Auto-generated Metrics
Metrics are critical for monitoring the health and usage of your product as well as the impact of new features and experiments. Statsig automatically generates an “event_count” metric for each uniquely named custom event that you log in a production environment. This happens daily and any newly logged custom event should have an event_count metric created within 24 hours of logging their first events. This auto-generated metric consists of three elements:- Roll-up Window - Statsig computes metrics from custom events aggregated over a 24-hour day, with the hours depending on your company’s setting. These hours do not change with daylight saving time. This prevents some days from having 23 and 25 hours which can cause a +/-4% change to some metrics on a biannual basis.
- Unit Identifier - While you can record custom events with and without a unique user identifier, Statsig requires a unit identifier (usually a user_id) to track a user across multiple events and sessions to support Experiments, Pulse (experiment results), and Autotune. If you don’t have access to a user_id when logging a custom event, create a temporary identifier to track users at a session or device-level.
- Metric Value - Statsig automatically computes values for event_count, which measures the number of times an event is triggered.

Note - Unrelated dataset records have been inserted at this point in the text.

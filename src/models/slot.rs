//! Weekly time grid.
//!
//! The grid is five weekdays of eight one-hour blocks, 09:00 to 17:00.
//! Indices are zero-based: `day` in `0..DAYS_PER_WEEK`, `hour` in
//! `0..HOURS_PER_DAY`, where hour 0 is the 09:00-10:00 block.

use serde::{Deserialize, Serialize};

/// Number of teaching days (Monday to Friday).
pub const DAYS_PER_WEEK: usize = 5;

/// Number of one-hour blocks per day.
pub const HOURS_PER_DAY: usize = 8;

/// Wall-clock hour of block 0.
pub const START_HOUR: usize = 9;

/// Total number of distinct (day, hour) slots in a week.
pub const SLOTS_PER_WEEK: usize = DAYS_PER_WEEK * HOURS_PER_DAY;

/// Weekday names, indexed by day.
pub const WEEKDAYS: [&str; DAYS_PER_WEEK] = ["Monday", "Tuesday", "Wednesday", "Thursday", "Friday"];

/// A (day, hour) cell of the weekly grid.
#[derive(Debug, Clone, Copy, PartialEq, Eq, Hash, PartialOrd, Ord, Serialize, Deserialize)]
pub struct TimeSlot {
    /// Day index (0 = Monday).
    pub day: usize,
    /// Hour block index (0 = 09:00).
    pub hour: usize,
}

impl TimeSlot {
    /// Creates a slot, clamping both indices into the grid.
    pub fn new(day: usize, hour: usize) -> Self {
        Self {
            day: day.min(DAYS_PER_WEEK - 1),
            hour: hour.min(HOURS_PER_DAY - 1),
        }
    }

    /// Iterates all slots day-major (Monday 09:00, Monday 10:00, ...).
    pub fn all() -> impl Iterator<Item = TimeSlot> {
        (0..DAYS_PER_WEEK).flat_map(|day| (0..HOURS_PER_DAY).map(move |hour| TimeSlot { day, hour }))
    }

    /// Weekday name of this slot.
    pub fn day_name(&self) -> &'static str {
        WEEKDAYS[self.day]
    }

    /// Start time as `HH:00`.
    pub fn start_time(&self) -> String {
        format!("{:02}:00", START_HOUR + self.hour)
    }

    /// End time as `HH:00` (one hour after start).
    pub fn end_time(&self) -> String {
        format!("{:02}:00", START_HOUR + self.hour + 1)
    }

    /// Recovers a slot from a weekday name and an `HH:MM` start time.
    ///
    /// Returns `None` for names outside the teaching week, unparsable times,
    /// or hours outside the grid.
    pub fn from_labels(day_of_week: &str, start_time: &str) -> Option<Self> {
        let day = WEEKDAYS
            .iter()
            .position(|d| d.eq_ignore_ascii_case(day_of_week.trim()))?;
        let clock: usize = start_time.trim().split(':').next()?.parse().ok()?;
        let hour = clock.checked_sub(START_HOUR)?;
        (hour < HOURS_PER_DAY).then_some(Self { day, hour })
    }
}

#[cfg(test)]
mod tests {
    use super::*;

    #[test]
    fn test_slot_labels() {
        let s = TimeSlot::new(2, 0);
        assert_eq!(s.day_name(), "Wednesday");
        assert_eq!(s.start_time(), "09:00");
        assert_eq!(s.end_time(), "10:00");

        let last = TimeSlot::new(4, 7);
        assert_eq!(last.start_time(), "16:00");
        assert_eq!(last.end_time(), "17:00");
    }

    #[test]
    fn test_slot_clamping() {
        let s = TimeSlot::new(9, 99);
        assert_eq!(s, TimeSlot { day: 4, hour: 7 });
    }

    #[test]
    fn test_from_labels() {
        assert_eq!(
            TimeSlot::from_labels("Tuesday", "11:00"),
            Some(TimeSlot { day: 1, hour: 2 })
        );
        assert_eq!(
            TimeSlot::from_labels("friday", "16:00"),
            Some(TimeSlot { day: 4, hour: 7 })
        );
        assert_eq!(TimeSlot::from_labels("Saturday", "10:00"), None);
        assert_eq!(TimeSlot::from_labels("Monday", "08:00"), None);
        assert_eq!(TimeSlot::from_labels("Monday", "17:00"), None);
        assert_eq!(TimeSlot::from_labels("Monday", "noon"), None);
    }

    #[test]
    fn test_all_slots() {
        let slots: Vec<TimeSlot> = TimeSlot::all().collect();
        assert_eq!(slots.len(), SLOTS_PER_WEEK);
        assert_eq!(slots[0], TimeSlot { day: 0, hour: 0 });
        assert_eq!(slots[HOURS_PER_DAY], TimeSlot { day: 1, hour: 0 });
    }
}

Metric | Automatic | Dimensions | Possible Values | Description | Example |
---|---|---|---|---|---|
event_count | Yes | Yes | 0, 1, 2,… | Counts the number of events triggered on a given day | Number of page views |
event_dau (Legacy support as of October 16, 2024) | Yes | Yes | 0, 1 | Marks each user as 1 or 0 based on whether they triggered the event or not | Unique users who viewed a page |
Event Count Metric
Event count is the simplest metric in your Statsig Project. For every event recorded, Statsig automatically creates an event_count metric based on the number of times Statsig receives that event each day. In experiments, Statsig calculates this value for each user, and each user can have values ranging from 0, 1, 2,… etc. You will find an event_count metric for each event type that you record in the Statsig console. The name of the metric matches the name of the raw event and its metric type is marked as event_count.User Accounting Metrics
Statsig automatically derives a number of User Accounting metrics based on any exposure or custom event triggered by a user on a given day. User Accounting metrics start with a definition of a daily active user (DAU). By default, Statsig considers a user as a DAU if they trigger any event, gate check, or experiment check on a given day. A DAU is a binary designation that’s assigned to every user. A user can be either a DAU for a given day, or not (i.e. inactive). You can customize this definition of DAU to exclude or include specific exposure and custom events from your application.Metric | Automatic | Dimensions | Possible Values | Description | Example |
---|---|---|---|---|---|
user | Yes | No | Depends on specific metric | Counts users that trigger any exposure or custom event on a given day | Daily Active Users |
Auto-generated User Accounting Metrics are not supported today for data warehouse ingestions.
Metrics Catalog
The Metrics Catalog tab allows you to quickly search and tag your metrics. Tags enable organizing your metrics and creating collections of metrics that are associated in some way. For example, you could tag a set of metrics focused on a product area, business function, or business objective. You can also create a loose collection of guardrail metrics that teams can add to every experiment to ensure they are causing no unexpected effects in other parts of the business. Once you create a tagged collection of metrics, you can easily pull up this set of metrics when viewing your experiment results and zoom into the context that you want to focus on.Event DAU Metric (Legacy Support Only)
See deprecation notice above.
Tip: Sometimes you might want a metric similar to event_dau but not normalized by a number of days. If you’re looking for a metric that measures if the user has an event over the entire duration of the experiment, try a custom metric set to metric type “Unit Count” with “One-Time Event” rollup mode.